• [Problem to solve]: Reproduce precisely the lines between the start of the data below and the line with "range waiting in a bucket.", both included.

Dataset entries

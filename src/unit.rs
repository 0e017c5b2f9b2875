//! Implements the bucketed allocators for runs of fixed-size units.

use std::ops::Range;

use slotmap::{new_key_type, SlotMap};
#[cfg(feature = "tracing")]
use tracing::warn;

use crate::{AllocatorError, AllocatorStatistic, HeapBlock, Result};

new_key_type! {
    struct BucketKey;
}

/// A freed range waiting in a bucket.
#[derive(Debug, Clone, Copy)]
struct BucketNode {
    start_unit: u32,
    next: Option<BucketKey>,
}

/// What a unit of the store currently is.
#[derive(Debug, Clone, Copy, PartialEq, Eq)]
enum UnitState {
    /// Not the first unit of a run.
    Inner,
    /// First unit of an allocated run of this many units.
    Live(u32),
    /// First unit of a run waiting in a bucket.
    Free,
}

/// Allocates runs of up to `max_units` units. Freed runs are kept in one bucket per unit
/// count and handed out again to requests of exactly that count. Runs never coalesce.
///
/// Blocks are expressed in bytes: unit `i` covers `[i * unit_bytes, (i + 1) * unit_bytes)`.
pub struct SegregatedUnitAllocator {
    unit_bytes: u64,
    max_units: u32,
    max_total_units: u32,
    bucket_heads: Vec<Option<BucketKey>>,
    nodes: SlotMap<BucketKey, BucketNode>,
    states: Vec<UnitState>,
    units_top: u32,
    free_units: u32,
    free_runs: usize,
    allocation_count: usize,
}

impl SegregatedUnitAllocator {
    /// Creates an empty allocator. The store grows on demand up to `max_total_units`.
    pub fn new(unit_bytes: u64, max_units: u32, max_total_units: u32) -> Result<Self> {
        if unit_bytes == 0 || max_units == 0 {
            return Err(AllocatorError::InvalidSize);
        }

        Ok(Self {
            unit_bytes,
            max_units,
            max_total_units,
            bucket_heads: vec![None; max_units as usize + 1],
            nodes: SlotMap::with_capacity_and_key(128),
            states: Vec::new(),
            units_top: 0,
            free_units: 0,
            free_runs: 0,
            allocation_count: 0,
        })
    }

    /// Size of one unit in bytes.
    pub fn unit_bytes(&self) -> u64 {
        self.unit_bytes
    }

    /// Largest run that can be allocated.
    pub fn max_units(&self) -> u32 {
        self.max_units
    }

    /// Units handed out so far, live or waiting in a bucket.
    pub fn capacity_units(&self) -> u32 {
        self.units_top
    }

    /// Units currently allocated.
    pub fn active_units(&self) -> u32 {
        self.units_top - self.free_units
    }

    /// Bytes handed out so far, live or waiting in a bucket.
    pub fn capacity_bytes(&self) -> u64 {
        self.units_top as u64 * self.unit_bytes
    }

    /// Bytes currently allocated.
    pub fn active_bytes(&self) -> u64 {
        self.active_units() as u64 * self.unit_bytes
    }

    /// Allocates enough units to hold `bytes`.
    pub fn allocate_bytes(&mut self, bytes: u64) -> Result<HeapBlock> {
        let units = (bytes + self.unit_bytes - 1) / self.unit_bytes;
        if units > self.max_units as u64 {
            return Err(AllocatorError::InvalidSize);
        }
        self.allocate(units as u32)
    }

    /// Allocates a run of `units` units, reusing a freed run of the same count if there is one.
    #[cfg_attr(feature = "profiling", profiling::function)]
    pub fn allocate(&mut self, units: u32) -> Result<HeapBlock> {
        if units == 0 || units > self.max_units {
            return Err(AllocatorError::InvalidSize);
        }

        let start_unit = match self.bucket_heads[units as usize] {
            Some(head) => {
                let node = self.nodes.remove(head).ok_or_else(|| {
                    AllocatorError::Internal("bucket head points to a removed node".to_owned())
                })?;
                self.bucket_heads[units as usize] = node.next;
                self.free_units -= units;
                self.free_runs -= 1;
                node.start_unit
            }
            None => {
                if self.units_top as u64 + units as u64 > self.max_total_units as u64 {
                    return Err(AllocatorError::OutOfMemory);
                }
                let start_unit = self.units_top;
                self.units_top += units;
                self.states.resize(self.units_top as usize, UnitState::Inner);
                start_unit
            }
        };

        self.states[start_unit as usize] = UnitState::Live(units);
        self.allocation_count += 1;

        Ok(self.block_of(start_unit, units))
    }

    /// Puts a run into the bucket of its unit count.
    ///
    /// Only exactly one allocated run can be released. Anything else is rejected without
    /// changing any state.
    #[cfg_attr(feature = "profiling", profiling::function)]
    pub fn free(&mut self, block: HeapBlock) -> Result<()> {
        let checked = self
            .units_of(block)
            .ok_or(AllocatorError::InvalidFree)
            .and_then(|(start_unit, units)| {
                match run_error(self.states[start_unit as usize], units) {
                    Some(err) => Err(err),
                    None => Ok((start_unit, units)),
                }
            });
        let (start_unit, units) = match checked {
            Ok(run) => run,
            Err(err) => {
                #[cfg(feature = "tracing")]
                warn!(
                    "Rejected release of [{}, {}): {}",
                    block.begin(),
                    block.end(),
                    err
                );
                return Err(err);
            }
        };

        let id = self.nodes.insert(BucketNode {
            start_unit,
            next: self.bucket_heads[units as usize],
        });
        self.bucket_heads[units as usize] = Some(id);
        self.states[start_unit as usize] = UnitState::Free;
        self.free_units += units;
        self.free_runs += 1;
        self.allocation_count = self.allocation_count.saturating_sub(1);

        Ok(())
    }

    /// Forgets every run and resets the top to zero.
    pub fn clear(&mut self) {
        self.bucket_heads.iter_mut().for_each(|head| *head = None);
        self.nodes.clear();
        self.states.clear();
        self.units_top = 0;
        self.free_units = 0;
        self.free_runs = 0;
        self.allocation_count = 0;
    }

    /// Converts a block into its first unit and unit count.
    pub fn units_of(&self, block: HeapBlock) -> Option<(u32, u32)> {
        if block.is_empty()
            || block.begin() % self.unit_bytes != 0
            || block.size() % self.unit_bytes != 0
            || block.end() > self.capacity_bytes()
        {
            return None;
        }

        let units = block.size() / self.unit_bytes;
        if units > self.max_units as u64 {
            return None;
        }

        Some(((block.begin() / self.unit_bytes) as u32, units as u32))
    }

    fn block_of(&self, start_unit: u32, units: u32) -> HeapBlock {
        HeapBlock::with_size(
            start_unit as u64 * self.unit_bytes,
            units as u64 * self.unit_bytes,
        )
    }
}

impl AllocatorStatistic for SegregatedUnitAllocator {
    fn allocation_count(&self) -> usize {
        self.allocation_count
    }

    fn free_range_count(&self) -> usize {
        self.free_runs
    }

    fn used_size(&self) -> u64 {
        self.active_units() as u64
    }

    fn free_size(&self) -> u64 {
        self.free_units as u64
    }

    fn largest_free_range(&self) -> u64 {
        self.bucket_heads
            .iter()
            .rposition(|head| head.is_some())
            .unwrap_or(0) as u64
    }
}

/// Why releasing a run of `units` starting at a unit in `state` is not allowed.
fn run_error(state: UnitState, units: u32) -> Option<AllocatorError> {
    match state {
        UnitState::Live(live) if live == units => None,
        UnitState::Live(_) => Some(AllocatorError::InvalidFree),
        UnitState::Free => Some(AllocatorError::DoubleFree),
        UnitState::Inner => Some(AllocatorError::OverlappingFree),
    }
}

#[derive(Debug, Clone, Copy)]
enum UnitSlot<T> {
    /// `run` is the length of the run for its first unit and zero for the others.
    Occupied { value: T, run: u32 },
    Vacant { next: Option<u32> },
}

/// A bucketed unit allocator that owns the unit storage.
///
/// The bucket link of a freed run lives in the first slot of the run, so there is no
/// separate node pool.
pub struct IntrusiveUnitBucketAllocator<T: Copy + Default> {
    slots: Vec<UnitSlot<T>>,
    bucket_heads: Vec<Option<u32>>,
    max_units: u32,
    free_units: u32,
}

impl<T: Copy + Default> IntrusiveUnitBucketAllocator<T> {
    /// Creates an empty allocator serving runs of up to `max_units` units.
    pub fn new(max_units: u32) -> Result<Self> {
        if max_units == 0 {
            return Err(AllocatorError::InvalidSize);
        }

        Ok(Self {
            slots: Vec::with_capacity(16),
            bucket_heads: vec![None; max_units as usize + 1],
            max_units,
            free_units: 0,
        })
    }

    /// Units handed out so far, live or waiting in a bucket.
    pub fn capacity_units(&self) -> u32 {
        self.slots.len() as u32
    }

    /// Units currently allocated.
    pub fn active_units(&self) -> u32 {
        self.capacity_units() - self.free_units
    }

    /// Allocates a run of `units` default initialized units.
    pub fn allocate(&mut self, units: u32) -> Result<Range<u32>> {
        if units == 0 || units > self.max_units {
            return Err(AllocatorError::InvalidSize);
        }

        let start = match self.bucket_heads[units as usize] {
            Some(start) => {
                let next = match self.slots[start as usize] {
                    UnitSlot::Vacant { next } => next,
                    UnitSlot::Occupied { .. } => {
                        return Err(AllocatorError::Internal(
                            "bucket head points to an occupied unit".to_owned(),
                        ))
                    }
                };
                self.bucket_heads[units as usize] = next;
                self.free_units -= units;
                start
            }
            None => {
                let start = self.slots.len() as u32;
                self.slots.resize(
                    (start + units) as usize,
                    UnitSlot::Vacant { next: None },
                );
                start
            }
        };

        let range = start..start + units;
        for slot in &mut self.slots[range.start as usize..range.end as usize] {
            *slot = UnitSlot::Occupied {
                value: T::default(),
                run: 0,
            };
        }
        self.slots[start as usize] = UnitSlot::Occupied {
            value: T::default(),
            run: units,
        };

        Ok(range)
    }

    /// Returns a run to the bucket of its length. Only exactly one allocated run can be
    /// released.
    pub fn free(&mut self, range: Range<u32>) -> Result<()> {
        let units = range.end.saturating_sub(range.start);
        if units == 0 || units > self.max_units || range.end > self.capacity_units() {
            return Err(AllocatorError::InvalidFree);
        }

        let state = match self.slots[range.start as usize] {
            UnitSlot::Occupied { run: 0, .. } => UnitState::Inner,
            UnitSlot::Occupied { run, .. } => UnitState::Live(run),
            UnitSlot::Vacant { .. } => UnitState::Free,
        };
        if let Some(err) = run_error(state, units) {
            #[cfg(feature = "tracing")]
            warn!(
                "Rejected release of units [{}, {}): {}",
                range.start,
                range.end,
                err
            );
            return Err(err);
        }

        for slot in &mut self.slots[range.start as usize + 1..range.end as usize] {
            *slot = UnitSlot::Vacant { next: None };
        }
        self.slots[range.start as usize] = UnitSlot::Vacant {
            next: self.bucket_heads[units as usize],
        };
        self.bucket_heads[units as usize] = Some(range.start);
        self.free_units += units;

        Ok(())
    }

    /// The live unit at `index`.
    pub fn get(&self, index: u32) -> Option<&T> {
        match self.slots.get(index as usize) {
            Some(UnitSlot::Occupied { value, .. }) => Some(value),
            _ => None,
        }
    }

    /// The live unit at `index`.
    pub fn get_mut(&mut self, index: u32) -> Option<&mut T> {
        match self.slots.get_mut(index as usize) {
            Some(UnitSlot::Occupied { value, .. }) => Some(value),
            _ => None,
        }
    }

    /// The live units of a run. Vacant units inside the range are skipped.
    pub fn units(&self, range: Range<u32>) -> impl Iterator<Item = &T> + '_ {
        let end = (range.end as usize).min(self.slots.len());
        let start = (range.start as usize).min(end);
        self.slots[start..end].iter().filter_map(|slot| match slot {
            UnitSlot::Occupied { value, .. } => Some(value),
            UnitSlot::Vacant { .. } => None,
        })
    }

    /// Forgets every run.
    pub fn clear(&mut self) {
        self.slots.clear();
        self.bucket_heads.iter_mut().for_each(|head| *head = None);
        self.free_units = 0;
    }
}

• [Answer to the problem]:
filename src/unit.rs
repository 0e017c5b2f9b2875
//! Implements the bucketed allocators for runs of fixed-size units.

use std::ops::Range;

use slotmap::{new_key_type, SlotMap};
#[cfg(feature = "tracing")]
use tracing::warn;

use crate::{AllocatorError, AllocatorStatistic, HeapBlock, Result};

new_key_type! {
    struct BucketKey;
}

/// A freed range waiting in a bucket.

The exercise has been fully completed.